Vol.13
妖怪とアストロバイオロジー I “天狗”
僕が三菱電機DSPACEで、この連載コラムをもってちょうど1年が経つ。
「アストロバイオロジー」を通じて、宇宙、生命、そして僕ら自身を俯瞰することがこのコラムの主題であるが、こういう漠とした主題はコラムにはなりにくく、なりにくいままに連載が進んでいる。

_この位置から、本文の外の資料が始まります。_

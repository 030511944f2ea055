use std::{
    collections::{HashMap, HashSet},
    io,
    path::{Component, Path, PathBuf},
    rc::Rc,
};

use crate::{
    ast::IdlDocument,
    diagnostic::{Diagnostic, DiagnosticKind},
    parser::{self, ParseError, ParseOptions},
    types::{self, TypeKind},
};

/// Reads imported sources.
pub trait SourceLoader {
    fn load(&self, path: &Path) -> io::Result<String>;
}

impl<L: SourceLoader + ?Sized> SourceLoader for &L {
    fn load(&self, path: &Path) -> io::Result<String> {
        (**self).load(path)
    }
}

/// Loads sources from the file system.
#[derive(Copy, Clone, Debug, Default)]
pub struct FsLoader;

impl SourceLoader for FsLoader {
    fn load(&self, path: &Path) -> io::Result<String> {
        std::fs::read_to_string(path)
    }
}

/// Serves sources from memory, keyed by (normalized) path.
#[derive(Clone, Debug, Default)]
pub struct MemoryLoader {
    files: HashMap<PathBuf, String>,
}

impl MemoryLoader {
    pub fn with(mut self, path: impl AsRef<Path>, src: impl Into<String>) -> MemoryLoader {
        self.files.insert(normalize(path.as_ref()), src.into());
        self
    }
}

impl SourceLoader for MemoryLoader {
    fn load(&self, path: &Path) -> io::Result<String> {
        self.files
            .get(&normalize(path))
            .cloned()
            .ok_or_else(|| io::Error::new(io::ErrorKind::NotFound, "no such file"))
    }
}

#[derive(Debug, thiserror::Error)]
pub enum ResolveError {
    #[error("{}: {source}", .path.display())]
    Parse { path: PathBuf, source: ParseError },
}

#[derive(Clone, Debug, PartialEq)]
pub struct ImportedDocument {
    pub path: PathBuf,
    pub document: IdlDocument,
}

/// The documents a file transitively imports, in discovery order.
#[derive(Clone, Debug, Default)]
pub struct Imports {
    pub documents: Vec<Rc<ImportedDocument>>,
}

enum Cached {
    Parsed(Rc<ImportedDocument>),
    Missing(String),
}

/// Walks `import` statements. Parsed files are cached, so a file imported by
/// many inputs is read and parsed once.
pub struct ImportGraph<L> {
    loader: L,
    options: ParseOptions,
    cache: HashMap<PathBuf, Cached>,
}

impl<L: SourceLoader> ImportGraph<L> {
    pub fn new(loader: L, options: ParseOptions) -> ImportGraph<L> {
        ImportGraph {
            loader,
            options,
            cache: HashMap::new(),
        }
    }

    /// Collects the imports reachable from `document`, located at `path`.
    ///
    /// Each file is visited once, so cycles terminate. Missing files are
    /// reported as warnings; files which fail to parse are fatal.
    pub fn resolve(
        &mut self,
        path: &Path,
        document: &IdlDocument,
        diagnostics: &mut Vec<Diagnostic>,
    ) -> Result<Imports, ResolveError> {
        let root = normalize(path);
        let mut visited = HashSet::from([root.clone()]);
        let mut imports = Imports::default();
        self.walk(&root, document, &mut visited, &mut imports, diagnostics)?;
        Ok(imports)
    }

    fn walk(
        &mut self,
        importer: &Path,
        document: &IdlDocument,
        visited: &mut HashSet<PathBuf>,
        imports: &mut Imports,
        diagnostics: &mut Vec<Diagnostic>,
    ) -> Result<(), ResolveError> {
        let dir = importer.parent().unwrap_or(Path::new(""));
        for import in &document.imports {
            let path = normalize(&dir.join(&import.path));
            if !visited.insert(path.clone()) {
                continue;
            }
            match self.load(&path)? {
                Ok(imported) => {
                    imports.documents.push(Rc::clone(&imported));
                    self.walk(&path, &imported.document, visited, imports, diagnostics)?;
                }
                Err(reason) => diagnostics.push(Diagnostic::new(
                    import.line,
                    DiagnosticKind::UnresolvedImport { path, reason },
                )),
            }
        }
        Ok(())
    }

    fn load(&mut self, path: &Path) -> Result<Result<Rc<ImportedDocument>, String>, ResolveError> {
        if let Some(cached) = self.cache.get(path) {
            return Ok(match cached {
                Cached::Parsed(imported) => Ok(Rc::clone(imported)),
                Cached::Missing(reason) => Err(reason.clone()),
            });
        }
        let src = match self.loader.load(path) {
            Ok(src) => src,
            Err(error) => {
                let reason = error.to_string();
                self.cache
                    .insert(path.to_path_buf(), Cached::Missing(reason.clone()));
                return Ok(Err(reason));
            }
        };
        let document =
            parser::parse_document_with(&src, self.options).map_err(|source| ResolveError::Parse {
                path: path.to_path_buf(),
                source,
            })?;
        let imported = Rc::new(ImportedDocument {
            path: path.to_path_buf(),
            document,
        });
        self.cache
            .insert(path.to_path_buf(), Cached::Parsed(Rc::clone(&imported)));
        Ok(Ok(imported))
    }
}

/// Lexically resolves `.` and `..` components.
pub fn normalize(path: &Path) -> PathBuf {
    let mut out = PathBuf::new();
    for component in path.components() {
        match component {
            Component::CurDir => {}
            Component::ParentDir => {
                if !out.pop() {
                    out.push("..");
                }
            }
            other => out.push(other),
        }
    }
    out
}

/// How a referenced type must be spelled from the referencing namespace.
#[derive(Clone, Debug, PartialEq, Eq)]
pub enum Qualification {
    /// Defined in the referencing namespace; the bare name suffices.
    SameNamespace,
    /// Defined in another namespace, which is carried.
    OtherNamespace(String),
    /// Defined at the top level while referenced from inside a namespace.
    NoNamespace,
}

#[derive(Clone, Debug, PartialEq, Eq)]
pub struct ResolvedType {
    pub kind: TypeKind,
    pub qualification: Qualification,
}

#[derive(Clone, Debug)]
struct Definition {
    kind: TypeKind,
    namespace: String,
}

/// Definitions sharing a bare name, in registration order. A name is
/// registered once per namespace.
type Definitions = HashMap<String, Vec<Definition>>;

/// Two-tier name lookup: definitions of the current document first, then
/// those of imported documents.
///
/// A qualified name only matches a definition in exactly that namespace,
/// either absolute or nested in the referencing one. A bare name prefers the
/// referencing namespace, then the first definition registered.
#[derive(Clone, Debug, Default)]
pub struct TypeScope {
    local: Definitions,
    imported: Definitions,
}

impl TypeScope {
    pub fn new(document: &IdlDocument, imports: &Imports) -> TypeScope {
        let mut scope = TypeScope::default();
        register(&mut scope.local, document);
        for imported in &imports.documents {
            register(&mut scope.imported, &imported.document);
        }
        scope
    }

    /// Resolves a base type name, as seen from `from_namespace`.
    pub fn resolve(&self, base_type: &str, from_namespace: &str) -> ResolvedType {
        if let Some(primitive) = types::PRIMITIVES.get(base_type) {
            return ResolvedType {
                kind: TypeKind::Primitive(*primitive),
                qualification: Qualification::SameNamespace,
            };
        }

        let (explicit_namespace, name) = types::split_qualified(base_type);
        let found = match explicit_namespace {
            Some(explicit) => self.find_qualified(name, explicit, from_namespace),
            None => self.find_bare(name, from_namespace),
        };
        let (kind, namespace) = match found {
            Some(def) => (def.kind, def.namespace.as_str()),
            None => {
                let kind = if types::is_interface_name(name) {
                    TypeKind::Interface
                } else {
                    TypeKind::Unknown
                };
                (kind, explicit_namespace.unwrap_or(from_namespace))
            }
        };
        ResolvedType {
            kind,
            qualification: qualify(namespace, from_namespace),
        }
    }

    fn tiers(&self, name: &str) -> impl Iterator<Item = &[Definition]> {
        [&self.local, &self.imported]
            .map(|tier| tier.get(name).map(Vec::as_slice))
            .into_iter()
            .flatten()
    }

    fn find_bare(&self, name: &str, from_namespace: &str) -> Option<&Definition> {
        self.tiers(name)
            .find_map(|defs| defs.iter().find(|d| d.namespace == from_namespace))
            .or_else(|| self.tiers(name).find_map(|defs| defs.first()))
    }

    fn find_qualified(
        &self,
        name: &str,
        explicit: &str,
        from_namespace: &str,
    ) -> Option<&Definition> {
        let nested =
            (!from_namespace.is_empty()).then(|| format!("{from_namespace}::{explicit}"));
        let candidates = [Some(explicit), nested.as_deref()];
        let found = candidates.into_iter().flatten().find_map(|namespace| {
            self.tiers(name)
                .find_map(|defs| defs.iter().find(|d| d.namespace == namespace))
        });
        found
    }
}

fn register(map: &mut Definitions, document: &IdlDocument) {
    let definitions = document
        .interfaces
        .iter()
        .map(|d| (&d.name, TypeKind::Interface, &d.namespace))
        .chain(
            document
                .enums
                .iter()
                .map(|d| (&d.name, TypeKind::Enum, &d.namespace)),
        )
        .chain(
            document
                .structs
                .iter()
                .map(|d| (&d.name, TypeKind::Struct, &d.namespace)),
        );
    for (name, kind, namespace) in definitions {
        let defs = map.entry(name.clone()).or_default();
        if defs.iter().all(|d| d.namespace != *namespace) {
            defs.push(Definition {
                kind,
                namespace: namespace.clone(),
            });
        }
    }
}

/// Decides how a name defined in `defined_in` is spelled from `used_from`.
pub fn qualify(defined_in: &str, used_from: &str) -> Qualification {
    if defined_in == used_from {
        Qualification::SameNamespace
    } else if defined_in.is_empty() {
        Qualification::NoNamespace
    } else {
        Qualification::OtherNamespace(defined_in.to_string())
    }
}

結果的に、多彩な研究者たちのスナップショットを集め、それを点描のように張り合わせている。
もっとも、点描を張り合わせるのは読者の皆さんであり、書き手として情けない話であるが、皆さんが点描から多彩な全体像を描いてくれるのを願うしかない。
さて、1年が経った今、ここらで少し休憩して、雑談を挟みたい。
今回は、妖怪というものをアストロバイオロジーの観点から考えてみたいのである。
個人的な趣味で恐縮だが、僕は民俗学や文化人類学に関連した書籍や話が好きであり、民俗学の一領域を占める妖怪の研究と、地球科学やアストロバイオロジーの接点がないものか、誰に発表することもなく密かに探している。
とはいっても、妖怪=宇宙人、といった荒唐無稽な考えを述べるつもりはない。
妖怪とは、もともと古代中世において、人智を超えた出来事や物に対して名付けられた名称である。理解不能な出来事を物の怪(もののけ)がおこしたと理解することで人々は安心し、また子供の教育にもなった。
例えば、ぬりかべとは九州北部の妖怪であり、夜に砂浜辺などに出歩くと身動きがとれなくなる出来事をいう。“夜に浜に行くと、ぬりかべが出る”と子供に言うことで、危険から子供を遠ざけさせる効果もあったのだろう。
しかしながら、当時の人智を超えた出来事も、現在の科学から見れば自然現象の1つとして理解されることも多い。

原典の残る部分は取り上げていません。